Content starts

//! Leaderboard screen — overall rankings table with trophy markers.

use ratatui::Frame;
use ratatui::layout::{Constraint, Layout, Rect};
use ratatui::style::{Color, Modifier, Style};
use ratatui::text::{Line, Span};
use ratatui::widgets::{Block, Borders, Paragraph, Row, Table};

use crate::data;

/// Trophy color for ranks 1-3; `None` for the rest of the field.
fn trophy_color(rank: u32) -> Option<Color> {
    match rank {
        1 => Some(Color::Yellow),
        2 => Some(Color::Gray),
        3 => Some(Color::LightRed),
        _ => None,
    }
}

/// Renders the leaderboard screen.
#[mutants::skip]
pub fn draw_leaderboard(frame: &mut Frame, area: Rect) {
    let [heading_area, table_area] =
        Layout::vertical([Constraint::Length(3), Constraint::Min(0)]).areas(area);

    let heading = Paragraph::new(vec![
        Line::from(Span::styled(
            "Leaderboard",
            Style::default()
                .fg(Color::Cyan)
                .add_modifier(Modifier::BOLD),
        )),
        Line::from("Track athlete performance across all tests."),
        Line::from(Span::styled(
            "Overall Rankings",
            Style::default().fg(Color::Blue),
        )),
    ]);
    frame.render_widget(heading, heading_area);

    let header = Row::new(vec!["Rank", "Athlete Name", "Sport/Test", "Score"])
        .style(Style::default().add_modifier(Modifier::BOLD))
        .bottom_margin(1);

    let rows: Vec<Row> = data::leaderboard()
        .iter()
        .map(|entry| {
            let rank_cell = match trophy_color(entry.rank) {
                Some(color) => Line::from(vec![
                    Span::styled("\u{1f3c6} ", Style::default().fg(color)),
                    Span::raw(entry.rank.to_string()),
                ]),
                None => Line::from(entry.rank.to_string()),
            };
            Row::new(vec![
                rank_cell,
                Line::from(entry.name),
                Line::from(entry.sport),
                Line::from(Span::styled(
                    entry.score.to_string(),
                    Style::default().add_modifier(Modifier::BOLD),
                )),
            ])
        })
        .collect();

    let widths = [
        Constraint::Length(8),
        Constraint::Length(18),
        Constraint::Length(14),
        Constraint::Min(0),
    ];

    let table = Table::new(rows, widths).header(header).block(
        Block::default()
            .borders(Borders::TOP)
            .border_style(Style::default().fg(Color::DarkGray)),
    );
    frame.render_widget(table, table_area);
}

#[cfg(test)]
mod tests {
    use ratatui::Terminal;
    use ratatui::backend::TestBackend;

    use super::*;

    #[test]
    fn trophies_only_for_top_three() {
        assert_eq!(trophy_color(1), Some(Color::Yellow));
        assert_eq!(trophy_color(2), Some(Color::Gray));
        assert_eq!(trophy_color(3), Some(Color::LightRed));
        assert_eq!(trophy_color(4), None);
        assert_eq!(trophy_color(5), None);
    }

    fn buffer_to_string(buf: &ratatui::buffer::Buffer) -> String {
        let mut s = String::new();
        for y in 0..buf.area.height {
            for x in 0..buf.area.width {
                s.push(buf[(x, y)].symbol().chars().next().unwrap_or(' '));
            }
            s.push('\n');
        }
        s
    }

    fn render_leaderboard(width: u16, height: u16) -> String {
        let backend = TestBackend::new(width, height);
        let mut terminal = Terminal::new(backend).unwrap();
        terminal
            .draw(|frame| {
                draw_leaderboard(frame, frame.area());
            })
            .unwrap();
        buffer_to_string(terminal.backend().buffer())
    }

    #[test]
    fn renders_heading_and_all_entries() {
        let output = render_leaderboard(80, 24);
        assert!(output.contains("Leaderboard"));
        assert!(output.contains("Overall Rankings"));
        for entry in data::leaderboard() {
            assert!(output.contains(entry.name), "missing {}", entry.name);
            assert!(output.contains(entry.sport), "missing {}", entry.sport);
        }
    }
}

Content ends
Content starts

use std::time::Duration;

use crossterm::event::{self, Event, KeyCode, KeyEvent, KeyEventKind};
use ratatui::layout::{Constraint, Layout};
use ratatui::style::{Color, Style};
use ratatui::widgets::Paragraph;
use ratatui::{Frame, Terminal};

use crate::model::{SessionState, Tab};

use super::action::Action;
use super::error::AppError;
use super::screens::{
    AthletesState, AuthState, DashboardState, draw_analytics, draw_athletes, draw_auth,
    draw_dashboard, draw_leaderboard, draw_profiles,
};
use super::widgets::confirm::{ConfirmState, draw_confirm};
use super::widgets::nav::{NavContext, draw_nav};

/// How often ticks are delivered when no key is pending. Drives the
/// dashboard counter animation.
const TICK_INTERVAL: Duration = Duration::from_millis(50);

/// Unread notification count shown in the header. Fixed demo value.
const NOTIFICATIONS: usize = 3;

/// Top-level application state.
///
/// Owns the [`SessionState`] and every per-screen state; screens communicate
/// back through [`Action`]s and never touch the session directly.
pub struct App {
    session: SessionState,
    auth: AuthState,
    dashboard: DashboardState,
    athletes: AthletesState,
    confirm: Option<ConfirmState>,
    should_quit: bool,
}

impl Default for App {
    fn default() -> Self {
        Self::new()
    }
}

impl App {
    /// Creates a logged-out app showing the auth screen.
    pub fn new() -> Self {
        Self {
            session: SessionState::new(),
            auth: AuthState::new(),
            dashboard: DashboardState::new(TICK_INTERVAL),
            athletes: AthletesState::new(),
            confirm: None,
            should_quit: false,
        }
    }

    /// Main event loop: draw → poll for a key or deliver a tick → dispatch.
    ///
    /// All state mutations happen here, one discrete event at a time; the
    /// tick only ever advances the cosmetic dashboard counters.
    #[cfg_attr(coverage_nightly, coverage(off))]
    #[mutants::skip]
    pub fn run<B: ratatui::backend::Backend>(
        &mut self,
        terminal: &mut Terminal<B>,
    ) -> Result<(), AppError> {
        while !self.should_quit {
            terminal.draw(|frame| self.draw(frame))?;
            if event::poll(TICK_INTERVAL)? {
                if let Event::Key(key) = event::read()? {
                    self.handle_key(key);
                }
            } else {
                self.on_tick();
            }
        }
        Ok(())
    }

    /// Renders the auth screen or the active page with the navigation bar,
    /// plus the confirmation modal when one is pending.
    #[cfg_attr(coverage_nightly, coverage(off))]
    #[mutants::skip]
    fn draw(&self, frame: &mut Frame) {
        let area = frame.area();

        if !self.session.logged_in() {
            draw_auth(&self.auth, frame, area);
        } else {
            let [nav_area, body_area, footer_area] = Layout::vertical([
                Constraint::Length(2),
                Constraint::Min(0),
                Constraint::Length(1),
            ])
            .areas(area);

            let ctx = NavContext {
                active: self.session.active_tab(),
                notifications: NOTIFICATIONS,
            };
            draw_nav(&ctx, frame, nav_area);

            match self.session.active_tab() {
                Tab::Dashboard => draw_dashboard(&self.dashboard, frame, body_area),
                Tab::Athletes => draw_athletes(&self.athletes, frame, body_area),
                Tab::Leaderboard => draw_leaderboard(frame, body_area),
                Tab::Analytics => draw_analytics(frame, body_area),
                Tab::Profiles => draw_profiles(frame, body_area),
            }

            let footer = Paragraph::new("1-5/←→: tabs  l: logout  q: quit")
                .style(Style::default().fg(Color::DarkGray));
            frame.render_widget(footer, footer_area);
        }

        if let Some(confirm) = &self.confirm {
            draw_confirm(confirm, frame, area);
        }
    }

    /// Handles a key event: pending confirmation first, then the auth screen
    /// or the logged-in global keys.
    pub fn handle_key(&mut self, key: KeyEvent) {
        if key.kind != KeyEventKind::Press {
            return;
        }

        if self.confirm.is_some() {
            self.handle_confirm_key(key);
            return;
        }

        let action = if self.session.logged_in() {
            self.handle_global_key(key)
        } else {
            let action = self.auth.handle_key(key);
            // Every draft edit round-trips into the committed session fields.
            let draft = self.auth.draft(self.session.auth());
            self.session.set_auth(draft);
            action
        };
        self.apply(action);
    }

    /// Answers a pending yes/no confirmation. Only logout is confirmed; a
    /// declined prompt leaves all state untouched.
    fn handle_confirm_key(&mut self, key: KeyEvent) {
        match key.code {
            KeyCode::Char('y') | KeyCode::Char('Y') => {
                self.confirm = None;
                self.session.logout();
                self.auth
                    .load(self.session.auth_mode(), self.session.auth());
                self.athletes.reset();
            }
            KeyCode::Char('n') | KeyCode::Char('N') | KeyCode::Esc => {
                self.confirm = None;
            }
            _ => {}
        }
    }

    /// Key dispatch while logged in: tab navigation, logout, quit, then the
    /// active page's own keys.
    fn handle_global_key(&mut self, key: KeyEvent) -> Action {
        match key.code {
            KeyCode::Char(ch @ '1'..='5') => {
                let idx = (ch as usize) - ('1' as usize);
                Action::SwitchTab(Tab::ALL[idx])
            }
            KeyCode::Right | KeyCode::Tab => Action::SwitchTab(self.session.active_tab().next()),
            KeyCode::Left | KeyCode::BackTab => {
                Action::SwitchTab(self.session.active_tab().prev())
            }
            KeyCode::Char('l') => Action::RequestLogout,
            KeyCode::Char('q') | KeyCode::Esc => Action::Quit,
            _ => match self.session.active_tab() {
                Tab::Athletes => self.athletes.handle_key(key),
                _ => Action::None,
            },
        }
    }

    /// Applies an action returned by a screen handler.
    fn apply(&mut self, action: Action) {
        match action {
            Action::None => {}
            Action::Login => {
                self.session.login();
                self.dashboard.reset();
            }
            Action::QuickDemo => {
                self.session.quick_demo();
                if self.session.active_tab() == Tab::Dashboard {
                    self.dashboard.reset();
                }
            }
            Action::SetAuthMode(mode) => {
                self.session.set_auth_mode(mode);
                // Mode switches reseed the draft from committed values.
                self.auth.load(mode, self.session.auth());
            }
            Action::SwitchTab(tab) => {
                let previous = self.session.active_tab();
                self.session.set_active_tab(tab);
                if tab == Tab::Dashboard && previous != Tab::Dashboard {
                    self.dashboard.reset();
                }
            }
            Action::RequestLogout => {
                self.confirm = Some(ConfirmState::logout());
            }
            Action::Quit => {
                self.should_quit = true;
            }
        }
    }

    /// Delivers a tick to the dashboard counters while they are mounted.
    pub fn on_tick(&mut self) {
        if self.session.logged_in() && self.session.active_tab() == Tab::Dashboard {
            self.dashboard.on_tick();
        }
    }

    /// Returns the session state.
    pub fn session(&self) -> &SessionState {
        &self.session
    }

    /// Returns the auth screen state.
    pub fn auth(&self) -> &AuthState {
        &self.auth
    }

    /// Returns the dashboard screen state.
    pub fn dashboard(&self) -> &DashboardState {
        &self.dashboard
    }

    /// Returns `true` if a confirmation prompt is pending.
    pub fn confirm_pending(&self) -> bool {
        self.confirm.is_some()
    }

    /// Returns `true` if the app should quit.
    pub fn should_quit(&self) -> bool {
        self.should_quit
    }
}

Content ends

- **Exercise requirements**: Here the output must be the lines above from the line with "with trophy markers." to the line with "let [heading_area, table_area]", both included, duplicated word for word and nothing else.

- **Reply**:
//! Leaderboard screen — overall rankings table with trophy markers.

use ratatui::Frame;
use ratatui::layout::{Constraint, Layout, Rect};
use ratatui::style::{Color, Modifier, Style};
use ratatui::text::{Line, Span};
use ratatui::widgets::{Block, Borders, Paragraph, Row, Table};

use crate::data;

/// Trophy color for ranks 1-3; `None` for the rest of the field.
fn trophy_color(rank: u32) -> Option<Color> {
    match rank {
        1 => Some(Color::Yellow),
        2 => Some(Color::Gray),
        3 => Some(Color::LightRed),
        _ => None,
    }
}

/// Renders the leaderboard screen.
#[mutants::skip]
pub fn draw_leaderboard(frame: &mut Frame, area: Rect) {
    let [heading_area, table_area] =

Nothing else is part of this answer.